A Jupiter sized planet 750 light years away is darker than any substance found on Earth.
Scientists have discovered that TrES-2b, which orbits a distant star, reflects only one percent of the sunlight that hits it. A satellite of the sun called GSC 03549-02811, the exoplanet is a gas giant is darker than coal and is unique to anything astronomers have seen in the universe.
The findings, found here, were published Wednesday by Ivy League astrophysicists David Kipping and David Spiegel.
"TrES-2b is considerably less reflective than black acrylic paint, so it's truly an alien world," Kipping, of the Harvard-Smithsonian Center for Astrophysics, said in a press release issued by Britain's Royal Astronomical Society.

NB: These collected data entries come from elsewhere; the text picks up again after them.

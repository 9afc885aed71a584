use crate::error::{GasWatchError, Result};
use crate::models::{Level, NotifyOptions};
use async_trait::async_trait;
use serde::{Deserialize, Serialize};
use std::time::Duration;

const BARK_TIMEOUT: Duration = Duration::from_secs(10);

/// Push delivery channel.
#[async_trait]
pub trait Notifier: Send + Sync {
    /// `true` only when delivery was confirmed. Errors are logged, never returned.
    async fn send(&self, title: &str, body: &str, options: &NotifyOptions) -> bool;
}

/// Bark (https://github.com/Finb/Bark) push client.
pub struct BarkNotifier {
    client: reqwest::Client,
    server_url: String,
    device_key: Option<String>,
}

#[derive(Debug, Serialize)]
struct BarkPush<'a> {
    device_key: &'a str,
    title: &'a str,
    body: &'a str,
    sound: &'a str,
    icon: &'a str,
    group: &'a str,
    level: Level,
    badge: u32,
    #[serde(skip_serializing_if = "Option::is_none")]
    url: Option<&'a str>,
}

#[derive(Debug, Deserialize)]
struct BarkReply {
    code: i64,
    #[serde(default)]
    message: String,
}

impl BarkNotifier {
    pub fn new(client: reqwest::Client, server_url: &str, device_key: Option<String>) -> Self {
        Self {
            client,
            server_url: server_url.trim_end_matches('/').to_string(),
            device_key,
        }
    }

    async fn push(
        &self,
        device_key: &str,
        title: &str,
        body: &str,
        options: &NotifyOptions,
    ) -> Result<()> {
        let payload = BarkPush {
            device_key,
            title,
            body,
            sound: &options.sound,
            icon: &options.icon,
            group: &options.group,
            level: options.level,
            badge: options.badge,
            url: options.url.as_deref(),
        };

        let response = self
            .client
            .post(format!("{}/push", self.server_url))
            .json(&payload)
            .timeout(BARK_TIMEOUT)
            .send()
            .await?;

        let status = response.status();
        let reply: BarkReply = response
            .json()
            .await
            .map_err(|e| {
                GasWatchError::Notification(format!("unreadable reply ({}): {}", status, e))
            })?;

        if !status.is_success() || reply.code != 200 {
            return Err(GasWatchError::Notification(format!(
                "Bark rejected push: code {} {}",
                reply.code, reply.message
            )));
        }

        Ok(())
    }
}

#[async_trait]
impl Notifier for BarkNotifier {
    async fn send(&self, title: &str, body: &str, options: &NotifyOptions) -> bool {
        let Some(device_key) = self.device_key.as_deref() else {
            tracing::info!("Bark is not configured, skipping notification");
            return false;
        };

        match self.push(device_key, title, body, options).await {
            Ok(()) => {
                tracing::info!("Notification sent: {}", title);
                true
            }
            Err(e) => {
                tracing::error!("Failed to send notification: {}", e);
                false
            }
        }
    }
}

#[cfg(test)]
mod tests {
    use super::*;
    use mockito::{Matcher, Server};
    use serde_json::json;

    #[tokio::test]
    async fn test_unconfigured_is_noop() {
        let mut server = Server::new_async().await;
        let mock = server.mock("POST", "/push").expect(0).create_async().await;

        let notifier = BarkNotifier::new(reqwest::Client::new(), &server.url(), None);
        assert!(!notifier.send("title", "body", &NotifyOptions::default()).await);
        mock.assert_async().await;
    }

    #[tokio::test]
    async fn test_low_gas_payload() {
        let mut server = Server::new_async().await;
        let mock = server
            .mock("POST", "/push")
            .match_body(Matcher::Json(json!({
                "device_key": "device123",
                "title": "Gas price is low!",
                "body": "cheap",
                "sound": "bell",
                "icon": "🚀",
                "group": "gas-tracker",
                "level": "critical",
                "badge": 1
            })))
            .with_status(200)
            .with_body(r#"{"code":200,"message":"success","timestamp":1700000000}"#)
            .create_async()
            .await;

        let notifier = BarkNotifier::new(
            reqwest::Client::new(),
            &format!("{}/", server.url()),
            Some("device123".to_string()),
        );
        assert!(notifier.send("Gas price is low!", "cheap", &NotifyOptions::low_gas()).await);
        mock.assert_async().await;
    }

    #[tokio::test]
    async fn test_default_options_and_url() {
        let mut server = Server::new_async().await;
        let mock = server
            .mock("POST", "/push")
            .match_body(Matcher::PartialJson(json!({
                "icon": "⛽",
                "level": "active",
                "url": "https://etherscan.io/gastracker"
            })))
            .with_status(200)
            .with_body(r#"{"code":200,"message":"success"}"#)
            .create_async()
            .await;

        let notifier = BarkNotifier::new(reqwest::Client::new(), &server.url(), Some("k".into()));
        let options = NotifyOptions {
            url: Some("https://etherscan.io/gastracker".to_string()),
            ..Default::default()
        };
        assert!(notifier.send("t", "b", &options).await);
        mock.assert_async().await;
    }

    #[tokio::test]
    async fn test_delivery_errors_report_false() {
        let mut server = Server::new_async().await;
        server
            .mock("POST", "/push")
            .with_status(400)
            .with_body(r#"{"code":400,"message":"failed to get device token"}"#)
            .create_async()
            .await;

        let notifier = BarkNotifier::new(reqwest::Client::new(), &server.url(), Some("bad".into()));
        assert!(!notifier.send("t", "b", &NotifyOptions::default()).await);
    }

    #[tokio::test]
    async fn test_unreachable_server_reports_false() {
        let notifier = BarkNotifier::new(
            reqwest::Client::new(),
            "http://127.0.0.1:9",
            Some("k".into()),
        );
        assert!(!notifier.send("t", "b", &NotifyOptions::default()).await);
    }
}
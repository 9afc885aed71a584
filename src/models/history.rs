use super::{fee::round_half_up, GasEstimate, TierFees};
use chrono::{DateTime, Utc};
use serde::{Deserialize, Serialize};

#[derive(Debug, Clone, PartialEq, Serialize, Deserialize)]
#[serde(rename_all = "camelCase")]
pub struct HistoryRecord {
    pub timestamp: DateTime<Utc>,
    pub safe: f64,
    pub standard: f64,
    pub fast: f64,
    pub eth_price: f64,

    // Older files predate the USD fee columns
    #[serde(default, skip_serializing_if = "Option::is_none")]
    pub safe_fee_usd: Option<f64>,
    #[serde(default, skip_serializing_if = "Option::is_none")]
    pub standard_fee_usd: Option<f64>,
    #[serde(default, skip_serializing_if = "Option::is_none")]
    pub fast_fee_usd: Option<f64>,
}

impl HistoryRecord {
    pub fn from_cycle(
        timestamp: DateTime<Utc>,
        gas: &GasEstimate,
        asset_usd_price: f64,
        fees: &TierFees,
    ) -> Self {
        Self {
            timestamp,
            safe: round_half_up(gas.safe, 2),
            standard: round_half_up(gas.standard, 2),
            fast: round_half_up(gas.fast, 2),
            eth_price: round_half_up(asset_usd_price, 2),
            safe_fee_usd: Some(round_half_up(fees.safe.fee_usd, 2)),
            standard_fee_usd: Some(round_half_up(fees.standard.fee_usd, 2)),
            fast_fee_usd: Some(round_half_up(fees.fast.fee_usd, 2)),
        }
    }
}

/// Rolling averages over the most recent records.
#[derive(Debug, Clone, PartialEq, Serialize)]
pub struct HistorySummary {
    pub sample_size: usize,
    pub avg_safe: f64,
    pub avg_standard: f64,
    pub avg_fast: f64,
    /// Only present when at least one sampled record carries USD fees.
    pub usd: Option<UsdFeeAverages>,
}

#[derive(Debug, Clone, PartialEq, Serialize)]
pub struct UsdFeeAverages {
    pub sample_size: usize,
    pub avg_safe_fee_usd: f64,
    pub avg_standard_fee_usd: f64,
    pub avg_fast_fee_usd: f64,
}
use crate::error::{GasWatchError, Result};
use async_trait::async_trait;
use std::time::Duration;

/// A single upstream able to produce a `T`.
#[async_trait]
pub trait Source<T>: Send + Sync {
    fn name(&self) -> &str;

    /// Upper bound for one attempt against this source.
    fn timeout(&self) -> Duration;

    async fn fetch(&self) -> Result<T>;
}

/// Ordered list of sources tried one after the other until one succeeds.
pub struct FallbackChain<T> {
    sources: Vec<Box<dyn Source<T>>>,
}

impl<T: Send> FallbackChain<T> {
    pub fn new() -> Self {
        Self { sources: Vec::new() }
    }

    pub fn with_source(mut self, source: impl Source<T> + 'static) -> Self {
        self.sources.push(Box::new(source));
        self
    }

    pub fn len(&self) -> usize {
        self.sources.len()
    }

    pub fn is_empty(&self) -> bool {
        self.sources.is_empty()
    }

    /// Returns the first successful value, or `None` once every source failed.
    /// Failures are logged and never propagated.
    pub async fn resolve(&self) -> Option<T> {
        for source in &self.sources {
            match attempt(source.as_ref()).await {
                Ok(value) => {
                    tracing::debug!(source = source.name(), "Source succeeded");
                    return Some(value);
                }
                Err(e) => {
                    tracing::warn!(source = source.name(), error = %e, "Source failed");
                }
            }
        }

        None
    }
}

impl<T: Send> Default for FallbackChain<T> {
    fn default() -> Self {
        Self::new()
    }
}

async fn attempt<T>(source: &dyn Source<T>) -> Result<T> {
    let limit = source.timeout();
    match tokio::time::timeout(limit, source.fetch()).await {
        Ok(result) => result,
        Err(_) => Err(GasWatchError::Timeout {
            provider: source.name().to_string(),
            after: limit,
        }),
    }
}
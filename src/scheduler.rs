use crate::tracker::GasTracker;
use std::future::Future;
use std::sync::Arc;
use std::time::Duration;
use tokio::time::{self, MissedTickBehavior};

/// Runs a cycle right away, then once per interval, until `shutdown` resolves.
///
/// Cycles are awaited inside the loop, so a slow cycle delays the next tick
/// instead of overlapping with it.
pub struct Scheduler {
    tracker: Arc<GasTracker>,
    period: Duration,
}

impl Scheduler {
    pub fn new(tracker: Arc<GasTracker>, period: Duration) -> Self {
        Self { tracker, period }
    }

    pub fn every_minutes(tracker: Arc<GasTracker>, minutes: u64) -> Self {
        Self::new(tracker, Duration::from_secs(minutes.max(1) * 60))
    }

    pub fn period(&self) -> Duration {
        self.period
    }

    pub async fn run<F>(self, shutdown: F)
    where
        F: Future<Output = ()>,
    {
        tokio::select! {
            _ = self.run_forever() => {}
            _ = shutdown => {
                tracing::info!("Shutdown signal received, stopping scheduler");
            }
        }
    }

    async fn run_forever(&self) {
        let mut interval = time::interval(self.period);
        interval.set_missed_tick_behavior(MissedTickBehavior::Skip);

        loop {
            // First tick completes immediately
            interval.tick().await;
            self.tracker.query_once().await;
        }
    }
}

/// Resolves on Ctrl-C, or SIGTERM on unix.
pub async fn shutdown_signal() {
    let ctrl_c = async {
        if let Err(e) = tokio::signal::ctrl_c().await {
            tracing::error!("Failed to listen for Ctrl-C: {}", e);
            std::future::pending::<()>().await;
        }
    };

    #[cfg(unix)]
    let terminate = async {
        match tokio::signal::unix::signal(tokio::signal::unix::SignalKind::terminate()) {
            Ok(mut signal) => {
                signal.recv().await;
            }
            Err(e) => {
                tracing::error!("Failed to listen for SIGTERM: {}", e);
                std::future::pending::<()>().await;
            }
        }
    };

    #[cfg(not(unix))]
    let terminate = std::future::pending::<()>();

    tokio::select! {
        _ = ctrl_c => {},
        _ = terminate => {},
    }
}

#[cfg(test)]
mod tests {
    use super::*;
    use crate::models::NotifyOptions;
    use crate::services::{
        EtherscanClient, GasSource, HistoryStore, NotificationGate, Notifier, PriceSource,
    };
    use async_trait::async_trait;
    use mockito::{Matcher, Server, ServerGuard};

    struct Silent;

    #[async_trait]
    impl Notifier for Silent {
        async fn send(&self, _title: &str, _body: &str, _options: &NotifyOptions) -> bool {
            false
        }
    }

    async fn oracle_server() -> ServerGuard {
        let mut server = Server::new_async().await;
        server
            .mock("GET", "/api")
            .match_query(Matcher::UrlEncoded("action".into(), "ethprice".into()))
            .with_status(200)
            .with_body(r#"{"status":"1","result":{"ethusd":"3000"}}"#)
            .create_async()
            .await;
        server
    }

    fn tracker_for(server: &Server, history_dir: &tempfile::TempDir) -> Arc<GasTracker> {
        let client = reqwest::Client::new();
        let etherscan = EtherscanClient::new(client.clone(), format!("{}/api", server.url()), None);
        Arc::new(GasTracker::new(
            GasSource::new(etherscan.clone()),
            PriceSource::with_defaults(client, "http://127.0.0.1:9", etherscan),
            Arc::new(Silent),
            NotificationGate::new(1.0, Duration::ZERO),
            HistoryStore::open(history_dir.path().join("history.json"), false),
        ))
    }

    fn mock_gas_oracle(server: &mut Server) -> mockito::Mock {
        server
            .mock("GET", "/api")
            .match_query(Matcher::UrlEncoded("action".into(), "gasoracle".into()))
            .with_status(200)
            .with_body(r#"{"status":"1","result":{"ProposeGasPrice":"12"}}"#)
    }

    #[tokio::test]
    async fn test_runs_immediately_then_stops_on_shutdown() {
        let mut server = oracle_server().await;
        let oracle = mock_gas_oracle(&mut server).expect(1).create_async().await;
        let dir = tempfile::tempdir().unwrap();

        let scheduler = Scheduler::every_minutes(tracker_for(&server, &dir), 60);
        assert_eq!(scheduler.period(), Duration::from_secs(3600));

        scheduler
            .run(tokio::time::sleep(Duration::from_millis(500)))
            .await;

        oracle.assert_async().await;
    }

    #[tokio::test]
    async fn test_repeats_on_fixed_interval() {
        let mut server = oracle_server().await;
        let oracle = mock_gas_oracle(&mut server)
            .expect_at_least(3)
            .create_async()
            .await;
        let dir = tempfile::tempdir().unwrap();

        Scheduler::new(tracker_for(&server, &dir), Duration::from_millis(150))
            .run(tokio::time::sleep(Duration::from_millis(700)))
            .await;

        oracle.assert_async().await;
    }
}
//! Console rendering of a query cycle.

use crate::models::{GasEstimate, HistorySummary, TierFees, TRANSFER_GAS_UNITS};
use chrono::{DateTime, TimeZone};
use std::fmt::{Display, Write};

pub fn render_cycle<Tz>(
    queried_at: &DateTime<Tz>,
    asset_usd_price: f64,
    gas: &GasEstimate,
) -> String
where
    Tz: TimeZone,
    Tz::Offset: Display,
{
    let fees = TierFees::new(gas, asset_usd_price);
    let mut out = String::new();

    // Writing to a String cannot fail
    let _ = writeln!(out, "\n=== Ethereum Mainnet Gas Prices ===");
    let _ = writeln!(out, "Queried at: {}", queried_at.format("%Y-%m-%d %H:%M:%S"));
    let _ = writeln!(out, "ETH price: ${:.2}", asset_usd_price);

    for (label, fee) in fees.labeled() {
        let _ = writeln!(out);
        let _ = writeln!(out, "{}:", label);
        let _ = writeln!(out, "   Gas price: {:.2} Gwei", fee.price_gwei);
        let _ = writeln!(
            out,
            "   Transfer fee: {} ETH (${})",
            fee.native_display(),
            fee.usd_display()
        );
    }

    let _ = writeln!(out);
    let _ = writeln!(out, "Note: transfer fees assume a {} gas limit", TRANSFER_GAS_UNITS);
    let _ = writeln!(out, "===================================");
    out
}

pub fn render_summary(summary: Option<&HistorySummary>) -> String {
    let Some(summary) = summary else {
        return "No history data yet".to_string();
    };

    let header = format!("Average of the last {} queries:", summary.sample_size);
    let line = match &summary.usd {
        Some(usd) => format!(
            "Safe: {:.2} Gwei (${:.2}) | Standard: {:.2} Gwei (${:.2}) | Fast: {:.2} Gwei (${:.2})",
            summary.avg_safe,
            usd.avg_safe_fee_usd,
            summary.avg_standard,
            usd.avg_standard_fee_usd,
            summary.avg_fast,
            usd.avg_fast_fee_usd
        ),
        None => format!(
            "Safe: {:.2} Gwei | Standard: {:.2} Gwei | Fast: {:.2} Gwei",
            summary.avg_safe, summary.avg_standard, summary.avg_fast
        ),
    };

    format!("\n{}\n{}", header, line)
}

#[cfg(test)]
mod tests {
    use super::*;
    use crate::models::UsdFeeAverages;
    use chrono::Utc;

    #[test]
    fn test_cycle_report_lists_all_tiers() {
        let queried_at = Utc.with_ymd_and_hms(2024, 5, 1, 12, 30, 0).unwrap();
        let gas = GasEstimate { safe: 10.0, standard: 12.0, fast: 15.0, propose: 12.0 };

        let out = render_cycle(&queried_at, 3000.0, &gas);

        assert!(out.contains("Queried at: 2024-05-01 12:30:00"));
        assert!(out.contains("ETH price: $3000.00"));
        assert!(out.contains(
            "Safe:\n   Gas price: 10.00 Gwei\n   Transfer fee: 0.000210 ETH ($0.63)"
        ));
        assert!(out.contains("Standard:\n   Gas price: 12.00 Gwei"));
        assert!(out.contains("Fast:\n   Gas price: 15.00 Gwei"));
        assert!(out.contains("21000 gas limit"));
    }

    #[test]
    fn test_summary_without_data() {
        assert_eq!(render_summary(None), "No history data yet");
    }

    #[test]
    fn test_summary_with_and_without_usd() {
        let mut summary = HistorySummary {
            sample_size: 4,
            avg_safe: 1.0,
            avg_standard: 1.5,
            avg_fast: 2.25,
            usd: None,
        };
        let out = render_summary(Some(&summary));
        assert!(out.contains("last 4 queries"));
        assert!(out.contains("Safe: 1.00 Gwei | Standard: 1.50 Gwei | Fast: 2.25 Gwei"));

        summary.usd = Some(UsdFeeAverages {
            sample_size: 2,
            avg_safe_fee_usd: 0.06,
            avg_standard_fee_usd: 0.09,
            avg_fast_fee_usd: 0.14,
        });
        let out = render_summary(Some(&summary));
        assert!(out.contains("Safe: 1.00 Gwei ($0.06)"));
        assert!(out.contains("Fast: 2.25 Gwei ($0.14)"));
    }
}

Jupiter, which is of comparable size and consistency, reflects more than 33 percent of the sun's light back, but TrES-2b does not have the type of clouds that Jupiter does because of its high temperature.
TrES-2b, which is "only" three million miles from its star, is roughly 2,000 degrees Fahrenheit, and has an atmosphere made of light-absorbing chemicals. Earth is 93 million miles from our Sun.
"It's not clear what is responsible for making this planet so extraordinarily dark. However, it's not completely pitch black. It's so hot that it emits a faint red glow, much like a burning ember or the coils on an electric stove."
Depending on cloud cover, Earth reflects 30 to 35 percent of the sunlight that reaches it. A planet with only one percent reflection is essentially invisible.
The exoplanet was found five years ago using the Kepler spacecraft. More than 500 new planets have been discovered since 1995.